A PESQUISA NO TRATAMENTO – Para quem já recebeu o diagnóstico de câncer, lidar com os efeitos colaterais de tratamentos como a radioterapia acaba sendo um processo difícil. A professora Terezinha Svidzinski coordena a pesquisa “Avaliação do possível impacto da radiação gama, usada em tratamento de câncer de cabeça e pescoço, sobre a virulência de leveduras do gênero Candida”, que contou com o investimento de cerca de R$ 100 mil da Fundação Araucária.
A pesquisadora explica que seres humanos abrigam normalmente leveduras do gênero candida na pele e mucosas, como colonização, portanto, sem causar danos. Entretanto, essas mesmas leveduras, em pacientes imunocomprometidos, como os submetidos à radioterapia, podem se transformar em agentes de infecções graves e fatais.
“Há poucos estudos sobre o que ocorre com esses pacientes que se tornam mais vulneráveis a estes micro-organismos. Então a nossa hipótese é que a própria radiação que é usada para combater as células cancerígenas exerceria um papel sobre estes micro-organismos aumentando sua capacidade de se multiplicarem num organismo, provocando o câncer”, afirma.

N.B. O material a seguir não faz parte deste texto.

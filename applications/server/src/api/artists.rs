/// Artist API routes
use crate::{
    api::{empty_as_none, ApiQuery, Entity, EntityId, ValidatedJson},
    error::{ErrorResponse, Result, ServerError},
    state::AppState,
};
use axum::{extract::State, http::StatusCode, Json};
use musicapp_core::{
    pagination::ARTISTS_PER_PAGE, Album, AlbumWithChansons, Artist, ArtistFilter, ArtistWithAlbums,
    CreateArtist, Page, PageRequest, StorageContext, UpdateArtist,
};
use serde::{Deserialize, Serialize};
use utoipa::{IntoParams, ToSchema};

/// Substring filters plus paging; empty values count as absent
#[derive(Debug, Default, Deserialize, IntoParams)]
#[into_params(parameter_in = Query)]
pub struct ListArtistsParams {
    #[serde(default, deserialize_with = "empty_as_none")]
    pub name: Option<String>,
    #[serde(default, deserialize_with = "empty_as_none")]
    pub genre: Option<String>,
    #[serde(default, deserialize_with = "empty_as_none")]
    pub pays: Option<String>,
    #[serde(default, deserialize_with = "empty_as_none")]
    pub page: Option<i64>,
    #[serde(default, deserialize_with = "empty_as_none")]
    pub per_page: Option<i64>,
}

#[derive(Debug, Serialize, ToSchema)]
pub struct ArtistResponse {
    pub message: String,
    pub artist: Artist,
}

#[derive(Debug, Serialize, ToSchema)]
pub struct MessageResponse {
    pub message: String,
}

fn artist_not_found() -> ServerError {
    ServerError::NotFound(Artist::NOT_FOUND.to_string())
}

/// GET /api/show-artists - Filtered, paginated artists
#[utoipa::path(
    get,
    path = "/api/show-artists",
    tag = "artists",
    params(ListArtistsParams),
    responses(
        (status = 200, description = "One page of artists", body = Page<Artist>),
        (status = 400, description = "Malformed query", body = ErrorResponse),
    )
)]
pub async fn list_artists(
    State(app_state): State<AppState>,
    ApiQuery(params): ApiQuery<ListArtistsParams>,
) -> Result<Json<Page<Artist>>> {
    let filter = ArtistFilter {
        name: params.name,
        genre: params.genre,
        country: params.pays,
    };
    let page = PageRequest::new(
        params.page,
        params.per_page,
        ARTISTS_PER_PAGE,
        app_state.max_per_page,
    );

    let artists = app_state.db.list_artists(&filter, page).await?;
    Ok(Json(artists))
}

/// POST /api/artists
#[utoipa::path(
    post,
    path = "/api/artists",
    tag = "artists",
    request_body = CreateArtist,
    responses(
        (status = 201, description = "Artist created", body = Artist),
        (status = 401, description = "Missing or invalid token", body = ErrorResponse),
        (status = 403, description = "Not an admin", body = ErrorResponse),
        (status = 422, description = "Invalid fields", body = ErrorResponse),
    ),
    security(("bearerAuth" = []))
)]
pub async fn create_artist(
    State(app_state): State<AppState>,
    ValidatedJson(input): ValidatedJson<CreateArtist>,
) -> Result<(StatusCode, Json<Artist>)> {
    let artist = app_state.db.create_artist(input).await?;
    tracing::info!(artist_id = artist.id, "Artist created");

    Ok((StatusCode::CREATED, Json(artist)))
}

/// GET /api/artists/:id
#[utoipa::path(
    get,
    path = "/api/artists/{id}",
    tag = "artists",
    params(("id" = i64, Path, description = "Artist id")),
    responses(
        (status = 200, description = "The artist", body = Artist),
        (status = 404, description = "Artist not found", body = ErrorResponse),
    )
)]
pub async fn get_artist(
    State(app_state): State<AppState>,
    EntityId(id, _): EntityId<Artist>,
) -> Result<Json<Artist>> {
    let artist = app_state
        .db
        .get_artist(id)
        .await?
        .ok_or_else(artist_not_found)?;

    Ok(Json(artist))
}

/// PUT /api/artists/:id - Partial update
#[utoipa::path(
    put,
    path = "/api/artists/{id}",
    tag = "artists",
    params(("id" = i64, Path, description = "Artist id")),
    request_body = UpdateArtist,
    responses(
        (status = 200, description = "Artist updated", body = ArtistResponse),
        (status = 401, description = "Missing or invalid token", body = ErrorResponse),
        (status = 403, description = "Not an admin", body = ErrorResponse),
        (status = 404, description = "Artist not found", body = ErrorResponse),
        (status = 422, description = "Invalid fields", body = ErrorResponse),
    ),
    security(("bearerAuth" = []))
)]
pub async fn update_artist(
    State(app_state): State<AppState>,
    EntityId(id, _): EntityId<Artist>,
    ValidatedJson(input): ValidatedJson<UpdateArtist>,
) -> Result<Json<ArtistResponse>> {
    let artist = app_state.db.update_artist(id, input).await?;

    Ok(Json(ArtistResponse {
        message: "Successfully updated".to_string(),
        artist,
    }))
}

/// DELETE /api/artists/:id - Removes the artist with its albums and songs
#[utoipa::path(
    delete,
    path = "/api/artists/{id}",
    tag = "artists",
    params(("id" = i64, Path, description = "Artist id")),
    responses(
        (status = 200, description = "Artist deleted", body = MessageResponse),
        (status = 401, description = "Missing or invalid token", body = ErrorResponse),
        (status = 403, description = "Not an admin", body = ErrorResponse),
        (status = 404, description = "Artist not found", body = ErrorResponse),
    ),
    security(("bearerAuth" = []))
)]
pub async fn delete_artist(
    State(app_state): State<AppState>,
    EntityId(id, _): EntityId<Artist>,
) -> Result<Json<MessageResponse>> {
    app_state.db.delete_artist(id).await?;
    tracing::info!(artist_id = id, "Artist deleted");

    Ok(Json(MessageResponse {
        message: "Artist deleted successfully".to_string(),
    }))
}

/// GET /api/artists/:id/albums
#[utoipa::path(
    get,
    path = "/api/artists/{id}/albums",
    tag = "artists",
    params(("id" = i64, Path, description = "Artist id")),
    responses(
        (status = 200, description = "The artist with its albums", body = ArtistWithAlbums<Album>),
        (status = 404, description = "Artist not found", body = ErrorResponse),
    )
)]
pub async fn get_artist_albums(
    State(app_state): State<AppState>,
    EntityId(id, _): EntityId<Artist>,
) -> Result<Json<ArtistWithAlbums>> {
    let artist = app_state
        .db
        .get_artist_with_albums(id)
        .await?
        .ok_or_else(artist_not_found)?;

    Ok(Json(artist))
}

/// GET /api/artists/:id/albums-chansons
#[utoipa::path(
    get,
    path = "/api/artists/{id}/albums-chansons",
    tag = "artists",
    params(("id" = i64, Path, description = "Artist id")),
    responses(
        (
            status = 200,
            description = "The artist with its albums and their songs",
            body = ArtistWithAlbums<AlbumWithChansons>
        ),
        (status = 404, description = "Artist not found", body = ErrorResponse),
    )
)]
pub async fn get_artist_albums_chansons(
    State(app_state): State<AppState>,
    EntityId(id, _): EntityId<Artist>,
) -> Result<Json<ArtistWithAlbums<AlbumWithChansons>>> {
    let artist = app_state
        .db
        .get_artist_with_albums_and_chansons(id)
        .await?
        .ok_or_else(artist_not_found)?;

    Ok(Json(artist))
}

A coordenadora do projeto destacou ainda que as leveduras foram submetidas às mesmas condições como se fosse um paciente real, recebendo toda a carga de radiação que o paciente é submetido. Lembrando que trata-se de uma pesquisa básica, por isso a equipe trabalhou com leveduras isoladas em laboratório e não do próprio paciente. “Todas as leveduras testadas sofreram o impacto desta radiação e se tornaram mais virulentas, confirmando a nossa hipótese”, disse a pesquisadora.
Segundo Terezinha Svidzinski, com esses dados, é possível que protocolos de tratamento sejam revistos, objetivando a prevenção de infecções em pacientes com câncer. “Juntas, equipes multidisciplinares poderão atuar no sentido da melhoria da qualidade de vida de pacientes em tratamento ao câncer”.
A pesquisadora destacou ainda que câncer de cabeça e pescoço foram apenas o modelo para o estudo, mas que a radiação emitida para o tratamento de qualquer tumor pode atingir estas leveduras.